SERA6 and its partner MSA180 form transient multimolecular aggregates during egress. Representative IFA images demonstrating the dynamic changes in localisation of SERA6-mTAP during egress (reproducible in 4 independent experiments). SERA6-mTAP:loxP schizonts were sampled at the indicated times following removal of C2-arrest, fixed and co-stained with DAPI (blue), anti-HA (red) and anti-ankyrin (green; ankyrin is a major component of the RBC cytoskeleton). Scale bar, 5 mm. Within 5 min of C2 removal, the HA signal altered dramatically to appear as distinct, punctate foci, indicating coalescence of the SERA6 into multiple intracellular condensates or aggregates (A), B Z-stack series of a representative schizont demonstrating that SERA6 aggregates observed during egress are distributed throughout the schizont.
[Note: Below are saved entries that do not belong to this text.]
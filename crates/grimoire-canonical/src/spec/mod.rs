//! Structured shapes for every free-text field kind.
//!
//! Each kind is a closed set of tagged variants carrying only its own
//! sub-fields, plus a `special` variant that keeps the legacy text.
//! `Display` renders text that the matching parser reads back to an
//! equivalent value.

mod area;
mod casting_time;
mod components;
mod damage;
mod duration;
mod magic_resistance;
mod range;
mod saving_throw;

pub use area::{AreaKind, AreaSpec, AreaUnit, CountSubject, TileUnit};
pub use casting_time::{CastingTime, CastingTimeUnit};
pub use components::{MaterialComponent, SpellComponents};
pub use damage::{
    effective_mr, effective_save, CombineMode, DamageKind, DamagePart, DamageSave, DamageType,
    DicePool, DiceTerm, LevelBand, MrInteraction, ScalingDriver, ScalingKind, ScalingRule,
    SpellDamageSpec,
};
pub use duration::{DurationKind, DurationSpec, DurationUnit};
pub use magic_resistance::{
    MagicResistanceKind, MagicResistanceSpec, MrAppliesTo, MrPartial, MrPartialScope,
};
pub use range::{RangeAnchor, RangeKind, RangeRequirement, RangeSpec, RangeUnit, RegionUnit};
pub use saving_throw::{SaveOutcome, SaveType, SavingThrowKind, SavingThrowSpec, SingleSave};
SERA6-mTAP:loxP schizonts sampled 5 min following removal of C2-arrest were fixed and co-stained with anti-HA (red) and anti-ankyrin (green), then imaged on an Olympus FLUOVIEW FV3000. Scale bar, 5 mm, This confirmed that the foci were distributed throughout the schizont volume, although a few were co-localized with ankyrin, indicating association with the RBC cytoskeleton (B).

Tan MSY, Koussis K, Withers-Martinez C, Howell SA, Thomas JA, Hackett F, Knuepfer E, Shen M, Hall MD, Snijders AP, Blackman MJ. Autocatalytic activation of a malarial egress protease is druggable and requires a protein cofactor. EMBO J. 2021 1:e107226.